大川誠一の『GBIニュース』1998年9月2日 Berita GBI(2 Sept 1998) WWCR dgn Ratna Sarumpaet

【ジャカルタ発】

“社会革命”の可能性を危惧。『ハビビは現職を名誉と思っている。しかし国民は名誉を与えていない』

1949年7月16日、一人の女の子が北スマトラのタパヌリ・ウタラで生まれた。名前はラトゥナ・サルンパエット(Ratna Sarumpaet)。父と母は、PRRI(インドネシア共和国革命政府)創設のために闘い、その関係で彼女は「ゲリラの子」として山中で過ごす。『スカルノの国家観に対抗した両親。そして両親はスハルトによって名誉回復。でも私はそのスハルトを倒すために闘った』と、2男2女の母であるラトゥナは語る。

ナイトクラブやジャカルタの老舗ディスコの経営者であった夫ファフミと13年前に離婚。いまやインドネシアで反体制派の「最前線」にいるラトゥナは、ボーイフレンドがいることは認めこそ、民主化の実現のために『私はいつでも独立している』と「鉄の女」ぶりを強調。

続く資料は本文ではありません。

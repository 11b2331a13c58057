//! Standalone browser window backed by winit, with the widget shown in a
//! wry webview.
//!
//! ```no_run
//! # use structview::Viewer;
//! Viewer::builder()
//!     .with_gene("1007446")
//!     .build()
//!     .run()
//!     .unwrap();
//! ```

use std::sync::Arc;
use std::time::{Duration, Instant};

use winit::{
    application::ApplicationHandler,
    event::WindowEvent,
    event_loop::{ActiveEventLoop, ControlFlow, EventLoop},
    window::{Window, WindowId},
};

use crate::{
    engine::SceneEngine, error::StructviewError, gui::panel::WidgetPanel,
    options::Options, service::HttpBackend, state::Props, widget::Widget,
};

/// Default gene lookup service.
pub const DEFAULT_SERVICE_URL: &str = "https://www.flymine.org/flymine";

/// How often completions and page interactions are polled while idle.
const POLL_INTERVAL: Duration = Duration::from_millis(50);

// ── Builder ──────────────────────────────────────────────────────────────

/// Fluent builder for [`Viewer`].
pub struct ViewerBuilder {
    gene_id: String,
    service_url: String,
    options: Option<Options>,
    testing: bool,
    title: String,
}

impl ViewerBuilder {
    fn new() -> Self {
        Self {
            gene_id: String::new(),
            service_url: DEFAULT_SERVICE_URL.into(),
            options: None,
            testing: false,
            title: "structview".into(),
        }
    }

    /// Set the gene to resolve.
    #[must_use]
    pub fn with_gene(mut self, gene_id: impl Into<String>) -> Self {
        self.gene_id = gene_id.into();
        self
    }

    /// Override the gene lookup service root.
    #[must_use]
    pub fn with_service_url(mut self, url: impl Into<String>) -> Self {
        self.service_url = url.into();
        self
    }

    /// Override the default options.
    #[must_use]
    pub fn with_options(mut self, options: Options) -> Self {
        self.options = Some(options);
        self
    }

    /// Run without touching the network.
    #[must_use]
    pub fn with_testing(mut self, testing: bool) -> Self {
        self.testing = testing;
        self
    }

    /// Set the window title.
    #[must_use]
    pub fn with_title(mut self, title: impl Into<String>) -> Self {
        self.title = title.into();
        self
    }

    /// Consume the builder and produce a [`Viewer`].
    #[must_use]
    pub fn build(self) -> Viewer {
        Viewer {
            props: Props {
                gene_id: self.gene_id,
                service_url: self.service_url,
                testing: self.testing,
            },
            options: self.options.unwrap_or_default(),
            title: self.title,
        }
    }
}

// ── Viewer ───────────────────────────────────────────────────────────────

/// A standalone window browsing the structures of one gene.
///
/// Construct via [`Viewer::builder`], then call [`run`](Self::run) to
/// enter the event loop.
pub struct Viewer {
    props: Props,
    options: Options,
    title: String,
}

impl Viewer {
    /// Start a new builder.
    #[must_use]
    pub fn builder() -> ViewerBuilder {
        ViewerBuilder::new()
    }

    /// Open the window and run the event loop. Blocks until the window is
    /// closed.
    pub fn run(self) -> Result<(), StructviewError> {
        #[cfg(target_os = "linux")]
        gtk::init().map_err(|e| StructviewError::Viewer(e.to_string()))?;

        let event_loop = EventLoop::new()
            .map_err(|e| StructviewError::Viewer(e.to_string()))?;
        event_loop.set_control_flow(ControlFlow::Wait);

        let backend = Arc::new(HttpBackend::new(self.options.endpoints.clone()));
        let widget =
            Widget::new(self.props, backend, SceneEngine::new(), self.options);

        let mut app = ViewerApp {
            window: None,
            widget,
            panel: WidgetPanel::new(),
            title: self.title,
        };

        event_loop
            .run_app(&mut app)
            .map_err(|e| StructviewError::Viewer(e.to_string()))
    }
}

// ── Winit app ────────────────────────────────────────────────────────────

struct ViewerApp {
    window: Option<Window>,
    widget: Widget<HttpBackend, SceneEngine>,
    panel: WidgetPanel,
    title: String,
}

impl ViewerApp {
    /// Apply pending completions and interactions, then refresh the page.
    fn sync(&mut self) {
        let completions = self.widget.pump();
        let interactions = self.panel.drain_and_apply(&mut self.widget);
        if completions + interactions > 0 {
            log::debug!(
                "applied {completions} completions, {interactions} interactions"
            );
        }
        self.panel.push_if_changed(&self.widget);
    }
}

impl ApplicationHandler for ViewerApp {
    fn resumed(&mut self, event_loop: &ActiveEventLoop) {
        if self.window.is_some() {
            return;
        }

        let monitor = event_loop
            .primary_monitor()
            .or_else(|| event_loop.available_monitors().next());
        let attrs = if let Some(mon) = &monitor {
            let mon_size = mon.size();
            let scale = mon.scale_factor();
            let logical_w = (mon_size.width as f64 / scale * 0.6) as u32;
            let logical_h = (mon_size.height as f64 / scale * 0.6) as u32;
            Window::default_attributes()
                .with_title(&self.title)
                .with_inner_size(winit::dpi::LogicalSize::new(
                    logical_w, logical_h,
                ))
        } else {
            Window::default_attributes().with_title(&self.title)
        };

        let window = match event_loop.create_window(attrs) {
            Ok(w) => w,
            Err(e) => {
                log::error!("Failed to create window: {e}");
                event_loop.exit();
                return;
            }
        };

        self.panel.init_webview(&window);
        self.widget.mount();
        self.panel.push_if_changed(&self.widget);
        self.window = Some(window);
    }

    fn window_event(
        &mut self,
        event_loop: &ActiveEventLoop,
        _id: WindowId,
        event: WindowEvent,
    ) {
        match event {
            WindowEvent::CloseRequested => event_loop.exit(),
            WindowEvent::Resized(_) | WindowEvent::ScaleFactorChanged { .. } => {
                if let Some(window) = &self.window {
                    self.panel.apply_layout(window);
                }
            }
            _ => (),
        }
    }

    fn about_to_wait(&mut self, event_loop: &ActiveEventLoop) {
        #[cfg(target_os = "linux")]
        while gtk::events_pending() {
            let _ = gtk::main_iteration_do(false);
        }

        self.sync();
        event_loop.set_control_flow(ControlFlow::WaitUntil(
            Instant::now() + POLL_INTERVAL,
        ));
    }
}
//! Widget panel controller: owns the wry webview and keeps it in sync with
//! the widget.

use std::sync::mpsc;

use winit::window::Window;

use super::webview::{self, UiAction};
use crate::engine::RenderEngine;
use crate::service::Backend;
use crate::widget::Widget;

/// Owns the webview and the last HTML pushed to it.
pub(crate) struct WidgetPanel {
    webview: Option<wry::WebView>,
    action_rx: Option<mpsc::Receiver<UiAction>>,
    last_html: String,
}

impl WidgetPanel {
    /// Create a controller with no webview yet.
    pub(crate) fn new() -> Self {
        Self {
            webview: None,
            action_rx: None,
            last_html: String::new(),
        }
    }

    /// Create the wry webview covering `window`.
    pub(crate) fn init_webview(&mut self, window: &Window) {
        let inner = window.inner_size();
        match webview::create_webview(window, inner.width, inner.height) {
            Ok((wv, rx)) => {
                self.webview = Some(wv);
                self.action_rx = Some(rx);
            }
            Err(e) => {
                log::error!("Failed to create webview: {e}");
            }
        }
    }

    /// Stretch the webview over the window.
    pub(crate) fn apply_layout(&self, window: &Window) {
        let Some(ref wv) = self.webview else {
            return;
        };
        let inner = window.inner_size();
        if let Err(e) =
            wv.set_bounds(webview::full_bounds(inner.width, inner.height))
        {
            log::warn!("failed to resize webview: {e}");
        }
    }

    /// Drain page interactions into the widget. Returns how many were
    /// dispatched.
    pub(crate) fn drain_and_apply<B, E>(
        &self,
        widget: &mut Widget<B, E>,
    ) -> usize
    where
        B: Backend + 'static,
        E: RenderEngine,
    {
        let Some(ref rx) = self.action_rx else {
            return 0;
        };
        let mut dispatched = 0;
        while let Ok(action) = rx.try_recv() {
            log::debug!("ui action: {action:?}");
            widget.dispatch(action.into());
            dispatched += 1;
        }
        dispatched
    }

    /// Push the widget's HTML if it differs from what the page shows.
    pub(crate) fn push_if_changed<B, E>(&mut self, widget: &Widget<B, E>)
    where
        B: Backend + 'static,
        E: RenderEngine,
    {
        let Some(ref wv) = self.webview else {
            return;
        };
        let html = widget.view().to_html();
        if html != self.last_html {
            webview::push_view(wv, &html);
            self.last_html = html;
        }
    }
}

ラトゥナは、民主化や改革というキーワードがポピュラーでなかった昨年の総選挙の時点から、果敢にスハルト政権の矛盾と非民主的姿勢に立ち向かった。代償は大きかった。1997年5月、総選挙キャンペーンの最中、「Demokrasi」と書いたイスラム式の棺桶を街に繰り出し、逮捕され、18時間の拘束。次いで1998年3月10日、スハルト政権崩壊の2ヶ月前に、ジャカルタのアンチョール地区で、「インドネシア・サミット」を主催し、スハルトの7選拒否を主張。

このため、娘ファトムと共に当局に検挙され70日間の刑務所暮らし(娘は13日間のみ)。『私が釈放された5月20日午後9時の12時間後、翌21日午前9時にスハルトが退陣を決意した』とラトゥナさん。

19歳の時にプロテスタントからイスラムへと改宗したラトゥナは、本来、演劇監督。後にテレビドラマのシナリオも書くようになる。しかし、やがて民主化闘争の最前線に立つ。ことに、女工マルシナが当局によって「虐殺」された事件以降は、人権と民主化をテーマに街頭に繰り出すデモを指揮。ラトゥナが演出し彼女自身が主演を演じた『マルシナ・地下からの歌』、そして『マルシナは告訴する』の二作は、国民の間に圧倒的な支持を集めた。

『舞台・一つの赤』を1974年7月に創設したラトゥナは、元々は「従順な妻」だった。『彼は私を愛していた。でも、愛し方が間違っていた。私は解放されたかった。でも彼はそうさせなかった。で、離婚した』とラトゥナ。実父サラディン・サルンパエットは、インドネシアの連邦制を唱え、スカルノ政権と対峙した経験の持ち主。そればかりか、「インドネシア共和国革命政府」の国防大臣だった。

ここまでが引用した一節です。